But very early on, I got an ad for a Chris Hemsworth app. Talking about like weight loss, sin, and exercise and all that bullshit. And it just kind of ramped up from there. I also saw increased ads from Noom, that hell app, the hell company. You know, they like to make their weight loss gadget app very pretty, very colourful, it’s colour-coded. So for people who like stuff like that, they’re gonna automatically be drawn to all those nice colours and gadgets and stuff. But it’s the same old shit repackaged over and over and over and over and over again. So that’s my thing. I feel like people end up playing what the real COVID played, and kind of really aggressively bringing back more overt fatphobia so they’re irritating because our bodies are very concerned with keeping us alive. But you’re mad at it because it gained 15 pounds because you were happy, or because it gained 15 pounds. Because I mean, I guess yeah, you weren’t sitting and rotting away in the office. But let me not get too into that.

Keshav Kant
Honestly, I think I think it’s it’s rooted in that same bullshit misconception of fat is unhealthy. And because we’re in plague times, you can’t be unhealthy.

Clarkisha Kent
No.

Keshav Kant
I was like I, at my fattest, am most probably healthier than you are.

Clarkisha Kent
Yes.

Keshav Kant
Because I have to be.

Clarkisha Kent
Yeah.

Keshav Kant
Because if there’s anything wrong with me at all, no one’s going to take it seriously.

Clarkisha Kent
Nope, not at all.

Keshav Kant
And I think part of that is like, a lot of people are finally getting a chance to rest. Their bodies aren’t in that fight or flight. so their bodies are calming down. They’re not stressed out, and they’re actually able to process their nutrition. People were being very diligent about eating better. Being very careful with what they ingest, and not going out too much. I think all of that combined jas their bodies being like, ‘oh, I can actually rest and take in nutrients? I can be the weight I should be instead of like, just operating on like fight or flight?’ and I don’t think that connection’s clicked for people.

Clarkisha Kent
But also Westerners are very vapid, I had a very interesting conversation with my sister. She was like, I wonder how the response to COVID would have been if it was like COVID caused a very visceral and their visual, like, physical reaction? So let’s say you caught COVID and suddenly, your face broke out in hives. You got the chickenpox, something like, I don’t know, half of your face was covered in X amount and the other half wasn’t. Like if there’s something physical, and I’m sorry to say something that would make you maybe look ugly, right? I think the reaction the response to it would have been much, much different. The mobilization against it would have been much, much quicker. But also, I’m also suspicious about that, too, because maybe makeup companies would have capitalized on it. Makeup companies have taken a hit because no one wants to beat their faces anymore because there’s no incentive to really unless you’re going out. So who knows? Maybe some other great capitalist evil would have filled that gap. But I definitely still wonder what would have happened if like I said, COVID gives your so-called beauty, right, a really major hit, right.

Keshav Kant
I think that like we’re in a place in like late-stage capitalism, not even late stage, we are in the trenches in this bitch. With capitalism, where like, anything that happens will be commodified.

Clarkisha Kent
Yes.

Keshav Kant
Anything.
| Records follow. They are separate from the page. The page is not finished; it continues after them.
// SPDX-License-Identifier: BUSL-1.1
// Copyright (c) 2026 Alfred Jean LLC

use super::*;
use rvt_core::{digest_bytes, AcceptedPath, FailureReason, RevertTrigger};

fn opened(id: &str, category: &str, path: &str) -> Event {
    Event::ChangeOpened {
        change_id: ChangeId::from_string(id),
        category: Category::new(category),
        path: PathBuf::from(path),
        digest: Some(digest_bytes(path.as_bytes())),
        snapshot_id: SnapshotId::from_string("0000000001000-aaaaaa"),
        opened_at_ms: 1_000,
        deadline_ms: 901_000,
        timeout_secs: 900,
        grace_secs: 30,
    }
}

fn confirmed(id: &str, paths: &[&str]) -> Event {
    Event::ChangeConfirmed {
        change_id: ChangeId::from_string(id),
        actor: "root".into(),
        accepted: paths
            .iter()
            .map(|p| AcceptedPath { path: PathBuf::from(p), digest: digest_bytes(b"post") })
            .collect(),
        at_ms: 2_000,
    }
}

#[test]
fn open_inserts_change_and_recovers_counter() {
    let mut state = LedgerState::default();
    state.apply(&opened("ssh_3", "ssh", "/etc/ssh/sshd_config"));

    let change = state.get_change(&ChangeId::from_string("ssh_3")).unwrap();
    assert_eq!(change.state, ChangeState::Open);
    assert_eq!(state.next_seq(&Category::new("ssh")), 4);
    assert!(state.change_covering(Path::new("/etc/ssh/sshd_config")).is_some());
}

#[test]
fn apply_is_idempotent_for_open() {
    let mut state = LedgerState::default();
    let event = opened("ssh_1", "ssh", "/etc/ssh/sshd_config");
    state.apply(&event);
    state.apply(&event);
    assert_eq!(state.changes.len(), 1);
}

#[test]
fn coalesce_adds_path_without_moving_deadline() {
    let mut state = LedgerState::default();
    state.apply(&opened("services_1", "services", "/etc/systemd/system/a.service"));
    state.apply(&Event::ChangeCoalesced {
        change_id: ChangeId::from_string("services_1"),
        path: PathBuf::from("/etc/systemd/system/b.service"),
        digest: Some(digest_bytes(b"b")),
        at_ms: 6_000,
    });

    let change = state.get_change(&ChangeId::from_string("services_1")).unwrap();
    assert_eq!(change.paths.len(), 2);
    assert_eq!(change.deadline_ms, 901_000);
    assert_eq!(change.last_event_ms, 6_000);
}

#[test]
fn confirm_updates_baselines() {
    let mut state = LedgerState::default();
    state.apply(&opened("ssh_1", "ssh", "/etc/ssh/sshd_config"));
    state.apply(&confirmed("ssh_1", &["/etc/ssh/sshd_config"]));

    let change = state.get_change(&ChangeId::from_string("ssh_1")).unwrap();
    assert_eq!(change.state, ChangeState::Confirmed);
    assert_eq!(change.confirmed_by.as_deref(), Some("root"));
    assert_eq!(
        state.baseline_digest(Path::new("/etc/ssh/sshd_config")),
        Some(&digest_bytes(b"post"))
    );
    assert!(state.change_covering(Path::new("/etc/ssh/sshd_config")).is_none());
}

#[test]
fn grace_then_revert_then_reverted() {
    let mut state = LedgerState::default();
    state.apply(&opened("firewall_1", "firewall", "/etc/iptables/rules.v4"));
    state.apply(&Event::ChangeGrace {
        change_id: ChangeId::from_string("firewall_1"),
        grace_deadline_ms: 931_000,
    });

    let change = state.get_change(&ChangeId::from_string("firewall_1")).unwrap();
    assert_eq!(change.state, ChangeState::Grace);
    assert_eq!(change.grace_deadline_ms, Some(931_000));

    state.apply(&Event::ChangeReverting {
        change_id: ChangeId::from_string("firewall_1"),
        trigger: RevertTrigger::GraceExpired,
        at_ms: 931_000,
    });
    state.apply(&Event::ChangeReverted {
        change_id: ChangeId::from_string("firewall_1"),
        at_ms: 932_000,
    });

    let change = state.get_change(&ChangeId::from_string("firewall_1")).unwrap();
    assert_eq!(change.state, ChangeState::Reverted);
    // baseline untouched by a revert
    assert!(state.baseline_digest(Path::new("/etc/iptables/rules.v4")).is_none());
}

#[test]
fn confirm_wins_over_replayed_grace_fire() {
    // grace:fired applies nothing; a confirm that landed first holds
    let mut state = LedgerState::default();
    state.apply(&opened("ssh_1", "ssh", "/etc/ssh/sshd_config"));
    state.apply(&confirmed("ssh_1", &["/etc/ssh/sshd_config"]));
    state.apply(&Event::GraceFired { change_id: ChangeId::from_string("ssh_1"), at_ms: 3_000 });
    state.apply(&Event::ChangeReverting {
        change_id: ChangeId::from_string("ssh_1"),
        trigger: RevertTrigger::GraceExpired,
        at_ms: 3_000,
    });

    assert_eq!(
        state.get_change(&ChangeId::from_string("ssh_1")).unwrap().state,
        ChangeState::Confirmed
    );
}

#[test]
fn confirm_after_reverting_is_ignored() {
    let mut state = LedgerState::default();
    state.apply(&opened("ssh_1", "ssh", "/etc/ssh/sshd_config"));
    state.apply(&Event::ChangeReverting {
        change_id: ChangeId::from_string("ssh_1"),
        trigger: RevertTrigger::Cancel { actor: "root".into() },
        at_ms: 1_500,
    });
    state.apply(&confirmed("ssh_1", &["/etc/ssh/sshd_config"]));

    assert_eq!(
        state.get_change(&ChangeId::from_string("ssh_1")).unwrap().state,
        ChangeState::Reverting
    );
    assert!(state.baselines.is_empty());
}

#[test]
fn failed_records_reason() {
    let mut state = LedgerState::default();
    state.apply(&opened("ssh_1", "ssh", "/etc/ssh/sshd_config"));
    state.apply(&Event::ChangeReverting {
        change_id: ChangeId::from_string("ssh_1"),
        trigger: RevertTrigger::GraceExpired,
        at_ms: 2_000,
    });
    state.apply(&Event::ChangeFailed {
        change_id: ChangeId::from_string("ssh_1"),
        reason: FailureReason::SnapshotCorrupt("blob missing".into()),
        at_ms: 2_500,
    });

    let change = state.get_change(&ChangeId::from_string("ssh_1")).unwrap();
    assert_eq!(change.state, ChangeState::Failed);
    assert!(matches!(change.failure, Some(FailureReason::SnapshotCorrupt(_))));
}

#[test]
fn purge_only_removes_terminal_changes() {
    let mut state = LedgerState::default();
    state.apply(&opened("ssh_1", "ssh", "/etc/ssh/sshd_config"));
    state.apply(&Event::ChangePurged { change_id: ChangeId::from_string("ssh_1") });
    assert_eq!(state.changes.len(), 1);

    state.apply(&confirmed("ssh_1", &["/etc/ssh/sshd_config"]));
    state.apply(&Event::ChangePurged { change_id: ChangeId::from_string("ssh_1") });
    assert!(state.changes.is_empty());
}

#[test]
fn purgeable_respects_audit_window() {
    let mut state = LedgerState::default();
    state.apply(&opened("ssh_1", "ssh", "/etc/ssh/sshd_config"));
    state.apply(&confirmed("ssh_1", &["/etc/ssh/sshd_config"])); // closed at 2_000

    let day_ms = 24 * 3600 * 1000;
    assert!(state.purgeable_changes(2_000 + day_ms - 1, day_ms).is_empty());
    assert_eq!(state.purgeable_changes(2_000 + day_ms, day_ms).len(), 1);
}

#[test]
fn degraded_event_sets_safe_mode() {
    let mut state = LedgerState::default();
    state.apply(&Event::WatcherDegraded { reason: "inotify overflow".into(), at_ms: 1 });
    assert!(state.safe_mode);
    assert_eq!(state.safe_mode_reason.as_deref(), Some("inotify overflow"));
}

#[test]
fn replay_prefix_equivalence() {
    // applying a journal twice yields the same change set as once
    let events = vec![
        opened("ssh_1", "ssh", "/etc/ssh/sshd_config"),
        Event::ChangeGrace {
            change_id: ChangeId::from_string("ssh_1"),
            grace_deadline_ms: 931_000,
        },
        confirmed("ssh_1", &["/etc/ssh/sshd_config"]),
        opened("firewall_1", "firewall", "/etc/iptables/rules.v4"),
    ];

    let mut once = LedgerState::default();
    for e in &events {
        once.apply(e);
    }
    let mut twice = LedgerState::default();
    for e in events.iter().chain(events.iter()) {
        twice.apply(e);
    }

    assert_eq!(once.changes.len(), twice.changes.len());
    for (id, change) in &once.changes {
        assert_eq!(twice.changes.get(id), Some(change));
    }
    assert_eq!(once.seqs, twice.seqs);
}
So like we saw that happened with the body positivity movement, it was hijacked by skinny people, because main character syndrome, and then companies came in being like, you can be fat, just not like-

Clarkisha Kent
Like that.

Keshav Kant
Not like that. And then also buy our leggings. And then we got diet culture coming in again, with like, do you remember chlorophyll water last year, it was everywhere? So it’s, it’s ridiculous. But I do think like, specifically in the context of pretty privileged when it comes to like marginalization. I think part of that, again, is like, would COVID if there had been a physical reaction, people would have taken it seriously for a bit. And then eventually, they would have been like, okay, but it’s, I don’t need to worry about it as long as I don’t have it.

Clarkisha Kent
Exactly.

Keshav Kant
It’s them, they’re the ugly ones.

Clarkisha Kent
Yes, exactly.

Keshav Kant
And I think with fatness and outside of just fatness because you do discuss being fat, in the colorism, and like disability in general in the book, I think it’s, it all compounds into a version of like they- that person doesn’t take care of themselves.

Clarkisha Kent
Yeah.

Keshav Kant
So why should I care about that? And it’s very rooted in like, dehumanization.

Clarkisha Kent
And individualism right?

Keshav Kant
Right! And speaking of all of the ways those compounding identities sort of basically deny a person your their personhood. That’s something you discussed in Fat Off Fat On, when you did loses a significant amount of weight while you were still fat, people treated you differently because you weren’t as fat. I think that hierarchy and what’s acceptable play such a huge role. Which people don’t like to talk about it.

Clarkisha Kent
Yeah, I just it-it really comes down to unfortunately what cishet men find very attractive.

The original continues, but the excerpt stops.